BTL for the Senses: Creating Activations that People Can Taste, Smell & Feel

BTL for the Senses: Creating Activations that People Can Taste, Smell & Feel

Introduction

With today's noisy marketing environment, being noticed is no longer enough — today, it's about being felt. As digital advertising plays for eyeballs, Below-the-Line (BTL) activations have the power to reach people in the real world and touch their senses in a way that no screen can match.

Sight and sound have long been in the marketing mix, but the magic really comes into play when brands engage the other senses: taste, smell, and touch. These sensory cues can elicit emotions, build greater recall, and strengthen brand associations. In short, they can make your brand irreplaceable.

Why the Senses Are Important in BTL Marketing

Human beings are sensory beings. Studies indicate that:

Taste is associated with pleasure and nostalgia and tends to produce very strong emotional connections.

Smell is the quickest pathway to the emotional center of the brain and has the ability to produce instant memories.

Touch influences perceptions of quality, comfort, and trust.

When a brand engages these senses in a strategic way, it doesn't merely convey a message — it provides an immersive experience.

Taste: Flavour as a Brand Story

Food and drink brands aren't the only ones that can leverage taste for activations. Consider pop-up restaurants, branded tasting samples, or partnering with local chefs to create a distinctive taste that resonates with your campaign.
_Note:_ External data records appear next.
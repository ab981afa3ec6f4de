//! Check command - reports diagnostics without writing PHP

use anyhow::{anyhow, Result};
use clap::Args;
use std::collections::HashSet;
use std::fs;
use std::path::{Path, PathBuf};
use tsphp_diagnostics::{Diagnostics, SourceCache};
use walkdir::WalkDir;

use super::transpile::transpile_source;
use super::{emit_diagnostics, is_failure};
use crate::config::Config;
use crate::{Output, OutputFormat};

#[derive(Args, Debug)]
pub struct CheckArgs {
    /// Input TypeScript file or directory
    #[arg(default_value = ".")]
    pub input: PathBuf,

    /// Treat warnings as errors
    #[arg(long)]
    pub strict: bool,
}

/// TypeScript sources under `path`, skipping `node_modules` and `.d.ts` files.
pub fn collect_ts_files(path: &Path) -> Vec<PathBuf> {
    if path.is_file() {
        return if is_ts_source(path) {
            vec![path.to_path_buf()]
        } else {
            Vec::new()
        };
    }

    let mut files: Vec<PathBuf> = WalkDir::new(path)
        .follow_links(true)
        .into_iter()
        .filter_entry(|entry| entry.file_name() != "node_modules")
        .filter_map(|entry| entry.ok())
        .filter(|entry| entry.file_type().is_file() && is_ts_source(entry.path()))
        .map(|entry| entry.into_path())
        .collect();
    files.sort();
    files
}

fn is_ts_source(path: &Path) -> bool {
    path.extension().is_some_and(|ext| ext == "ts")
        && !path.to_string_lossy().ends_with(".d.ts")
}

pub fn run(args: CheckArgs, output: Output) -> Result<()> {
    let files = collect_ts_files(&args.input);

    if files.is_empty() {
        match output.format {
            OutputFormat::Text => {
                if !output.quiet {
                    println!("No TypeScript files found.");
                }
            }
            OutputFormat::Json => {
                println!(
                    "{}",
                    serde_json::json!({
                        "type": "summary",
                        "success": true,
                        "files_checked": 0,
                        "errors": 0,
                        "warnings": 0,
                    })
                );
            }
        }
        return Ok(());
    }

    if output.format == OutputFormat::Text && !output.quiet {
        println!("Checking {} file(s)...", files.len());
    }

    let mut cache = SourceCache::new();
    let mut all_diagnostics = Diagnostics::new();
    let mut visited = HashSet::new();
    let mut checked_files = 0;

    for file in &files {
        let canonical = file.canonicalize().unwrap_or_else(|_| file.clone());
        if !visited.insert(canonical.clone()) {
            continue;
        }

        let source = match fs::read_to_string(&canonical) {
            Ok(source) => source,
            Err(e) => {
                log::warn!("could not read {}: {e}", canonical.display());
                continue;
            }
        };

        let config = Config::for_input(&canonical)?;
        let options = config.emit_options(None, None);
        let filename = file.to_string_lossy().to_string();
        let report = transpile_source(&source, &filename, &options, &mut cache);
        log::debug!(
            "{}: {} diagnostic(s)",
            filename,
            report.diagnostics.len()
        );
        all_diagnostics.extend(report.diagnostics);
        checked_files += 1;
    }

    emit_diagnostics(&all_diagnostics, &cache, output)?;

    let errors = all_diagnostics.error_count();
    let warnings = all_diagnostics.warning_count();
    let failed = is_failure(&all_diagnostics, args.strict);

    match output.format {
        OutputFormat::Text => {
            if !output.quiet {
                if failed {
                    println!("Check failed: {errors} error(s), {warnings} warning(s)");
                } else if warnings > 0 {
                    println!("Check passed: {warnings} warning(s)");
                } else {
                    println!("All checks passed! - {checked_files} file(s) checked");
                }
            }
        }
        OutputFormat::Json => {
            let summary = serde_json::json!({
                "type": "summary",
                "success": !failed,
                "files_checked": checked_files,
                "errors": errors,
                "warnings": warnings,
            });
            println!("{}", serde_json::to_string(&summary)?);
        }
    }

    if failed {
        Err(anyhow!("Check failed with errors"))
    } else {
        Ok(())
    }
}

#[cfg(test)]
mod tests {
    use super::*;
    use tempfile::TempDir;

    #[test]
    fn test_collect_ts_files() {
        let dir = TempDir::new().unwrap();
        let root = dir.path();
        fs::create_dir_all(root.join("src/models")).unwrap();
        fs::create_dir_all(root.join("node_modules/pkg")).unwrap();
        fs::write(root.join("src/main.ts"), "").unwrap();
        fs::write(root.join("src/models/user.ts"), "").unwrap();
        fs::write(root.join("src/types.d.ts"), "").unwrap();
        fs::write(root.join("src/readme.md"), "").unwrap();
        fs::write(root.join("node_modules/pkg/index.ts"), "").unwrap();

        let files = collect_ts_files(root);
        let names: Vec<_> = files
            .iter()
            .map(|f| f.strip_prefix(root).unwrap().to_string_lossy().replace('\\', "/"))
            .collect();
        assert_eq!(names, vec!["src/main.ts", "src/models/user.ts"]);
    }

    #[test]
    fn test_collect_single_file() {
        let dir = TempDir::new().unwrap();
        let file = dir.path().join("a.ts");
        fs::write(&file, "").unwrap();
        assert_eq!(collect_ts_files(&file), vec![file]);
        assert!(collect_ts_files(&dir.path().join("missing.ts")).is_empty());
    }
}
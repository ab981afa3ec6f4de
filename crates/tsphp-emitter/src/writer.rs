//! Indentation-aware output buffer.

const INDENT: &str = "    ";

#[derive(Debug, Default)]
pub struct PhpWriter {
    output: String,
    indent_level: usize,
    at_line_start: bool,
}

impl PhpWriter {
    pub fn new() -> Self {
        Self {
            output: String::new(),
            indent_level: 0,
            at_line_start: true,
        }
    }

    /// Write text, indenting first if this starts a line.
    pub fn write(&mut self, text: &str) {
        if text.is_empty() {
            return;
        }
        if self.at_line_start {
            for _ in 0..self.indent_level {
                self.output.push_str(INDENT);
            }
            self.at_line_start = false;
        }
        self.output.push_str(text);
    }

    pub fn write_line(&mut self) {
        self.output.push('\n');
        self.at_line_start = true;
    }

    pub fn increase_indent(&mut self) {
        self.indent_level += 1;
    }

    pub fn decrease_indent(&mut self) {
        self.indent_level = self.indent_level.saturating_sub(1);
    }

    pub fn as_str(&self) -> &str {
        &self.output
    }

    pub fn into_string(self) -> String {
        self.output
    }
}

#[cfg(test)]
mod tests {
    use super::*;

    #[test]
    fn test_indents_only_at_line_start() {
        let mut w = PhpWriter::new();
        w.write("if (true) {");
        w.write_line();
        w.increase_indent();
        w.write("$a");
        w.write(" = 1;");
        w.write_line();
        w.decrease_indent();
        w.write("}");
        assert_eq!(w.as_str(), "if (true) {\n    $a = 1;\n}");
    }

    #[test]
    fn test_decrease_below_zero_is_noop() {
        let mut w = PhpWriter::new();
        w.decrease_indent();
        w.write("x");
        assert_eq!(w.into_string(), "x");
    }
}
Example: An Italian travel brand might create a "Taste of Tuscany" event at shopping malls or airports, serving morsels of pasta that have truffle flavourings while advertising holiday trips. Consumers don't only look at your brand — they smell it.

Pro tip: Have the fragrance reinforce your brand personality. A fruity, citrus mocktail for a teen brand; high-end chocolate for a luxury brand.

Touch: The Invisible Hook

Smell is an underappreciated but impossibly potent branding vehicle. The right scents can instantly take people somewhere, somewhere they want to be — and brands can claim the territory.

Example: An upscale car brand might fill its showroom or test-drive experience with a distinctive leather-and-cedar fragrance, so that every time customers smell it, there's an unconscious association with the brand's luxury positioning.

Retail spaces have been using scent marketing for years, but in BTL activations, it becomes a surprise element — something people aren’t expecting, but can’t forget.

Pro tip: Keep scents subtle and brand-appropriate. Overpowering aromas can push people away instead of drawing them in.

Touch: Letting People Feel the Brand

Touch engagement is where physical triggers come into their own. If it's the feel of packaging, the softness of fabric, or the solidity of a product, touch adds an earthy essence to a brand.

Example: A mattress company at a show can design "touch pods" where people can experience varying levels of firmness while under heavy blankets — converting a product test into a sensory retreat.

Interactive screens, VR controllers, or product prototypes can provide hands-on discovery satisfaction for tech brands.

Pro tip: Pair tactile experiences with your brand promise — rough for adventure brands, smooth for high-end cosmetics.

Designing Multi-Sensory BTL Experiences

The best campaigns combine several senses into one activation. Picture a summer drink launch: guests enter a shaded, refreshing pop-up (touch), smell fresh citrus (smell), sip the cold drink (taste), and Instagram the moment with friends in a colorful photo booth (sight + sound).

Important things to remember:

Consistency: Each of your sensory components should connect back to your brand narrative.

Simplicity: Don't overload — too many competing sensory inputs can feel overwhelming.

Safety & comfort: Food allergies, scent sensitivities, and physical accessibility need to be accommodated.

The Payoff: Memories that Last

When consumers taste, smell, or touch something when your activation hits them, they're not just engaging — they're remembering. Sensory marketing can boost recall, drive deeper brand associations, and stimulate word-of-mouth, making your BTL spend work harder.

In an economy where digital impressions vanish in seconds, BTL experiences that tantalize the senses will remain in the mind — and heart — long after the event.